AMELIA MERROW'S FOLDED HANDS; part 1 of 4; by Dorothy Donnell Calhoun; 1918

Amelia Merrows sat in the bay window, her hands folded in her ample lap. The little sitting room was full of gray shadows, stirring noiselessly in tune with the snowfall outside. An exquisite color breathed from the soft polish of old mahogany and the gleam of the brass andirons in the firelight. The red geraniums on the windowsill gave out a spicy breath.
“It's 'most time for them to be coming,” she murmured distressfully.

She pressed her face to the windowpane, peering out into the gray February dusk. Reassured she hurried into the kitchen and fumbled on the shelf for matches, striking three in her eagerness before the oil lamp on the table was lighted. Then holding it aloft she turned and looked with a silent farewell about the little room.

White scrubbed pine table, cheery yellow painted chairs, shiny tin pans met her gaze like the faces of old friends. She made a little pilgrimage among them, giving them tender pats and prods.

“We're going to miss each other,” she told them drearily. “It won't ever be the same again with a hired girl round. I'll have to sit in the other room and listen to her doing things wrong out here. My soul!”

Amelia drew a breath that was like a sob. “Forty-five years I've washed dishes and baked pies in this kitchen and now I've got to give up and fold my hands for the rest of my life because Abel thinks I'm too old to work any longer.”
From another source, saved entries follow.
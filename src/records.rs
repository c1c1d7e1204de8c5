use anyhow::{bail, Result};
use clap::{Args, Subcommand};
use dialoguer::Confirm;

use crate::args::BaseArgs;
use crate::context;
use crate::device_sync::SyncError;
use crate::ui::{is_interactive, with_spinner};

#[derive(Debug, Clone, Args)]
pub struct RecordsArgs {
    #[command(subcommand)]
    command: RecordsCommands,
}

#[derive(Debug, Clone, Subcommand)]
enum RecordsCommands {
    /// Push a single record to every terminal
    Push(PushArgs),
    /// Remove all records from every terminal
    Clear(ClearArgs),
}

#[derive(Debug, Clone, Args)]
struct PushArgs {
    /// Record identifier
    #[arg(value_name = "RECORD_ID")]
    record_id: String,
}

#[derive(Debug, Clone, Args)]
struct ClearArgs {
    /// Skip confirmation
    #[arg(long, short = 'f')]
    force: bool,
}

pub async fn run(base: BaseArgs, args: RecordsArgs) -> Result<()> {
    let settings = context::resolve(&base)?;
    let ctl = context::controller(&settings)?;

    match args.command {
        RecordsCommands::Push(push) => {
            let record_id = push.record_id.trim();
            if record_id.is_empty() {
                bail!("record id must not be empty");
            }
            let outcome = with_spinner(
                "Pushing record...",
                ctl.start_single_record_sync(record_id),
            )
            .await?;
            if base.json {
                println!("{}", serde_json::to_string(&outcome)?);
            }
            if !outcome.success {
                bail!("record {record_id} was not accepted by the terminals");
            }
            Ok(())
        }
        RecordsCommands::Clear(clear) => {
            // A clear racing a running batch would wipe records mid-push.
            if ctl.sync_running() {
                return Err(SyncError::AttemptActive.into());
            }

            if !clear.force {
                if !is_interactive() {
                    bail!("refusing to clear device records without confirmation. Use: devsync records clear --force");
                }
                let confirm = Confirm::new()
                    .with_prompt("Remove all records from every check-in terminal?")
                    .default(false)
                    .interact()?;
                if !confirm {
                    return Ok(());
                }
            }

            let outcome = with_spinner(
                "Clearing device records...",
                ctl.clear_device_records(),
            )
            .await?;
            if base.json {
                println!("{}", serde_json::to_string(&outcome)?);
            }
            if !outcome.success {
                bail!("the sync service could not clear device records");
            }
            Ok(())
        }
    }
}
use comfy_table::{presets::NOTHING, Attribute, Cell, ContentArrangement, Table};

/// Borderless table without wrapping.
pub fn styled_table() -> Table {
    let mut table = Table::new();
    table.load_preset(NOTHING);
    table.set_content_arrangement(ContentArrangement::Disabled);
    table
}

pub fn truncate(text: &str, max_chars: usize) -> String {
    if text.chars().count() <= max_chars {
        text.to_string()
    } else {
        let kept: String = text.chars().take(max_chars.saturating_sub(1)).collect();
        format!("{kept}…")
    }
}

pub fn apply_column_padding(table: &mut Table, padding: (u16, u16)) {
    for i in 0..table.column_count() {
        if let Some(col) = table.column_mut(i) {
            col.set_padding(padding);
        }
    }
}

pub fn header(text: &str) -> Cell {
    Cell::new(text)
        .add_attribute(Attribute::Bold)
        .add_attribute(Attribute::Dim)
}
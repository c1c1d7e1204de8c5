use std::fmt;

use clap::ValueEnum;
use serde::{Deserialize, Deserializer, Serialize};
use serde_json::{Map, Value};

#[derive(Debug, Clone, Copy, Default, PartialEq, Eq, Serialize, Deserialize)]
#[serde(rename_all = "snake_case")]
pub enum SyncStatus {
    #[default]
    Idle,
    Syncing,
    Completed,
    Error,
}

impl SyncStatus {
    pub fn as_str(self) -> &'static str {
        match self {
            SyncStatus::Idle => "idle",
            SyncStatus::Syncing => "syncing",
            SyncStatus::Completed => "completed",
            SyncStatus::Error => "error",
        }
    }

    pub fn is_terminal(self) -> bool {
        matches!(self, SyncStatus::Completed | SyncStatus::Error)
    }
}

impl fmt::Display for SyncStatus {
    fn fmt(&self, f: &mut fmt::Formatter<'_>) -> fmt::Result {
        f.write_str(self.as_str())
    }
}

/// Which records the server should include in a batch. The selection itself
/// happens server-side; the tag is forwarded as-is.
#[derive(Debug, Clone, Copy, PartialEq, Eq, ValueEnum, Serialize, Deserialize)]
#[serde(rename_all = "snake_case")]
pub enum Strategy {
    All,
    Unsynced,
    Changed,
}

impl Strategy {
    pub fn as_str(self) -> &'static str {
        match self {
            Strategy::All => "all",
            Strategy::Unsynced => "unsynced",
            Strategy::Changed => "changed",
        }
    }
}

#[derive(Debug, Clone, Copy, PartialEq, Eq, ValueEnum, Serialize, Deserialize)]
#[serde(rename_all = "snake_case")]
pub enum PayloadEncoding {
    Standard,
    Fallback,
}

/// Wire names of the typed `SyncOptions` fields. `extra` must not reuse
/// them or the flattened object would carry the key twice.
pub const TYPED_OPTION_KEYS: [(&str, &str); 2] = [
    ("photoEncoding", "--photo-encoding"),
    ("validateFirst", "--validate-first"),
];

#[derive(Debug, Clone, Default, PartialEq, Serialize, Deserialize)]
#[serde(rename_all = "camelCase")]
pub struct SyncOptions {
    #[serde(default, skip_serializing_if = "Option::is_none")]
    pub photo_encoding: Option<PayloadEncoding>,
    #[serde(default)]
    pub validate_first: bool,
    #[serde(flatten)]
    pub extra: Map<String, Value>,
}

#[derive(Debug, Clone, Serialize)]
#[serde(rename_all = "camelCase")]
pub struct StartBatchRequest {
    pub strategy: Strategy,
    pub options: SyncOptions,
}

#[derive(Debug, Clone, Serialize)]
#[serde(rename_all = "camelCase")]
pub struct RetryRequest {
    pub failed_records: Vec<FailedRecord>,
    #[serde(skip_serializing_if = "Option::is_none")]
    pub encoding: Option<PayloadEncoding>,
}

#[derive(Debug, Clone, Copy, Default, PartialEq, Eq, Serialize, Deserialize)]
#[serde(default)]
pub struct Counters {
    pub total: u64,
    pub sent: u64,
    pub confirmed: u64,
    pub failed: u64,
    pub skipped: u64,
}

impl Counters {
    /// Checks the bounds every applied snapshot must respect. Until the
    /// server has reported a total, there is nothing to check against.
    pub fn is_consistent(&self) -> bool {
        if self.total == 0 {
            return true;
        }
        self.sent <= self.total && self.confirmed + self.failed + self.skipped <= self.total
    }

    pub fn settled(&self) -> u64 {
        self.confirmed + self.failed + self.skipped
    }
}

#[derive(Debug, Clone, Default, PartialEq, Serialize, Deserialize)]
#[serde(rename_all = "camelCase", default)]
pub struct Timing {
    #[serde(skip_serializing_if = "Option::is_none")]
    pub start_time: Option<String>,
    #[serde(skip_serializing_if = "Option::is_none")]
    pub estimated_time_remaining: Option<f64>,
    #[serde(skip_serializing_if = "Option::is_none")]
    pub average_time_per_record: Option<f64>,
}

#[derive(Debug, Clone, Copy, PartialEq, Eq, Serialize, Deserialize)]
#[serde(rename_all = "lowercase")]
pub enum LogKind {
    Info,
    Success,
    Warning,
    Error,
}

#[derive(Debug, Clone, PartialEq, Serialize, Deserialize)]
pub struct LogEntry {
    #[serde(default)]
    pub time: String,
    #[serde(rename = "type")]
    pub kind: LogKind,
    pub message: String,
}

impl LogEntry {
    /// Builds an entry stamped with the local wall-clock time.
    pub fn now(kind: LogKind, message: impl Into<String>) -> Self {
        Self {
            time: chrono::Local::now().format("%H:%M:%S").to_string(),
            kind,
            message: message.into(),
        }
    }
}

#[derive(Debug, Clone, PartialEq, Eq, Serialize, Deserialize)]
#[serde(rename_all = "camelCase")]
pub struct FailedRecord {
    pub record_id: String,
    #[serde(default)]
    pub display_name: String,
    #[serde(default)]
    pub reason: String,
}

#[derive(Debug, Clone, Default, PartialEq, Serialize, Deserialize)]
#[serde(rename_all = "camelCase")]
pub struct SyncAttempt {
    #[serde(default, skip_serializing_if = "Option::is_none")]
    pub attempt_id: Option<String>,
    /// Client-side identity of this attempt. Every invocation sharing the
    /// session file compares it before writing.
    #[serde(default)]
    pub token: String,
    #[serde(default)]
    pub status: SyncStatus,
    #[serde(default)]
    pub counters: Counters,
    #[serde(default)]
    pub timing: Timing,
    #[serde(default)]
    pub logs: Vec<LogEntry>,
    #[serde(default)]
    pub failed_records: Vec<FailedRecord>,
    /// Number of leading `logs` entries written by this client rather than
    /// reported by the server.
    #[serde(default)]
    pub local_log_len: usize,
}

#[derive(Debug, Clone, Copy, PartialEq, Eq, Deserialize)]
#[serde(rename_all = "lowercase")]
pub enum SnapshotStatus {
    Syncing,
    Completed,
}

/// One progress report from the Sync Service.
#[derive(Debug, Clone, PartialEq, Deserialize)]
#[serde(rename_all = "camelCase")]
pub struct ProgressSnapshot {
    pub status: SnapshotStatus,
    #[serde(default)]
    pub total: Option<u64>,
    #[serde(default)]
    pub sent: Option<u64>,
    #[serde(default)]
    pub confirmed: Option<u64>,
    #[serde(default)]
    pub failed: Option<u64>,
    #[serde(default)]
    pub skipped: Option<u64>,
    #[serde(default)]
    pub logs: Vec<LogEntry>,
    #[serde(default)]
    pub failed_records: Vec<FailedRecord>,
    #[serde(default, deserialize_with = "string_or_number")]
    pub start_time: Option<String>,
    #[serde(default)]
    pub estimated_time_remaining: Option<f64>,
    #[serde(default)]
    pub average_time_per_record: Option<f64>,
    #[serde(default)]
    pub batch_id: Option<String>,
}

impl ProgressSnapshot {
    /// Counters after merging this snapshot over `previous`. Fields the
    /// server left out keep their previous value.
    pub fn merged_counters(&self, previous: &Counters) -> Counters {
        Counters {
            total: self.total.unwrap_or(previous.total),
            sent: self.sent.unwrap_or(previous.sent),
            confirmed: self.confirmed.unwrap_or(previous.confirmed),
            failed: self.failed.unwrap_or(previous.failed),
            skipped: self.skipped.unwrap_or(previous.skipped),
        }
    }
}

fn string_or_number<'de, D>(deserializer: D) -> Result<Option<String>, D::Error>
where
    D: Deserializer<'de>,
{
    #[derive(Deserialize)]
    #[serde(untagged)]
    enum Raw {
        Text(String),
        Number(serde_json::Number),
    }

    Ok(Option::<Raw>::deserialize(deserializer)?.map(|raw| match raw {
        Raw::Text(text) => text,
        Raw::Number(number) => number.to_string(),
    }))
}

#[derive(Debug, Clone, Default, Deserialize)]
#[serde(rename_all = "camelCase", default)]
pub struct StartAck {
    pub success: Option<bool>,
    pub message: Option<String>,
    pub batch_id: Option<String>,
}

#[derive(Debug, Clone, PartialEq, Eq, Serialize, Deserialize)]
#[serde(rename_all = "camelCase")]
pub struct CommandOutcome {
    pub success: bool,
    #[serde(default)]
    pub message: String,
}

#[derive(Debug, Clone, Default, PartialEq, Serialize, Deserialize)]
#[serde(rename_all = "camelCase", default)]
pub struct BatchSummary {
    pub batch_id: String,
    #[serde(skip_serializing_if = "Option::is_none")]
    pub strategy: Option<String>,
    #[serde(skip_serializing_if = "Option::is_none")]
    pub started_at: Option<String>,
    #[serde(skip_serializing_if = "Option::is_none")]
    pub finished_at: Option<String>,
    #[serde(skip_serializing_if = "Option::is_none")]
    pub status: Option<String>,
    pub total: u64,
    pub confirmed: u64,
    pub failed: u64,
    pub skipped: u64,
}

#[derive(Debug, Clone, PartialEq, Serialize, Deserialize)]
pub struct BatchDetail {
    pub summary: BatchSummary,
    #[serde(default)]
    pub logs: Vec<LogEntry>,
}

#[cfg(test)]
mod tests {
    use super::*;

    #[test]
    fn snapshot_accepts_numeric_start_time_and_missing_counters() {
        let snapshot: ProgressSnapshot = serde_json::from_value(serde_json::json!({
            "status": "syncing",
            "total": 10,
            "sent": 3,
            "startTime": 1_700_000_000_000_u64,
            "logs": [{ "time": "10:00:01", "type": "success", "message": "LHZ0001 confirmed" }],
        }))
        .unwrap();

        assert_eq!(snapshot.status, SnapshotStatus::Syncing);
        assert_eq!(snapshot.start_time.as_deref(), Some("1700000000000"));
        assert_eq!(snapshot.confirmed, None);
        assert_eq!(snapshot.logs[0].kind, LogKind::Success);

        let previous = Counters {
            confirmed: 1,
            ..Counters::default()
        };
        let merged = snapshot.merged_counters(&previous);
        assert_eq!(merged.total, 10);
        assert_eq!(merged.sent, 3);
        assert_eq!(merged.confirmed, 1);
    }

    #[test]
    fn unknown_snapshot_status_is_rejected() {
        let parsed = serde_json::from_value::<ProgressSnapshot>(serde_json::json!({
            "status": "paused",
        }));
        assert!(parsed.is_err());
    }

    #[test]
    fn counters_check_bounds_only_once_total_is_known() {
        let unknown_total = Counters {
            confirmed: 4,
            ..Counters::default()
        };
        assert!(unknown_total.is_consistent());

        let overflowing = Counters {
            total: 10,
            sent: 10,
            confirmed: 8,
            failed: 2,
            skipped: 1,
        };
        assert!(!overflowing.is_consistent());

        let over_sent = Counters {
            total: 5,
            sent: 6,
            ..Counters::default()
        };
        assert!(!over_sent.is_consistent());
    }

    #[test]
    fn retry_request_omits_encoding_for_original_mode() {
        let request = RetryRequest {
            failed_records: vec![FailedRecord {
                record_id: "LHZ0007".to_string(),
                display_name: "某义工".to_string(),
                reason: "timeout".to_string(),
            }],
            encoding: None,
        };
        let body = serde_json::to_value(&request).unwrap();
        assert!(body.get("encoding").is_none());
        assert_eq!(body["failedRecords"][0]["recordId"], "LHZ0007");
    }
}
Down the road sounded a flurry of sleigh bells. Hurriedly Amelia arranged her face in a smile of welcome. Its plump curves readily took on smiles. She had never lamented long over the inevitable. “Abel wanted me to have a girl because he thought the work was too hard,” she comforted herself as she hurried to throw open the kitchen door. “Men folks don't set so much store by fiddling round their chores as women do. Bless men folks!”

The hired girl was a tall, gaunt person with sallow cheek bones and a general drabness that matched her cheerless name, Lizzie Gray. Abel Merrows shook his grizzled head dubiously when he surrendered Lizzie to Amelia's care.

“One thing,” he consoled himself, “a girl as homely as she is won't have any beaux round coaxing her away. Ma'll get a chance to fold her hands. I guess she deserves folding after all these years!”

In spite of his brave assurance Abel was secretly appalled at the vision his words evoked. Would he be acquainted with this new Amelia of the unfamiliar hands? A queer panic seized him as he plodded across the drifty yard. It would be strange, at first, not to see Ma bustling around dishing up supper, setting out one of her chocolate cakes, light as a feather, with strawberry jam between the layers.

It was in the nature of a pleasant surprise to find Ma herself stirring a savory saucepan on the stove as tho no hired girl had happened. But being a man, indignation trod closely on the heels of Abel's relief.

“Where's that girl?” he demanded aggressively. “Why isn't she getting supper, I'd like to know?”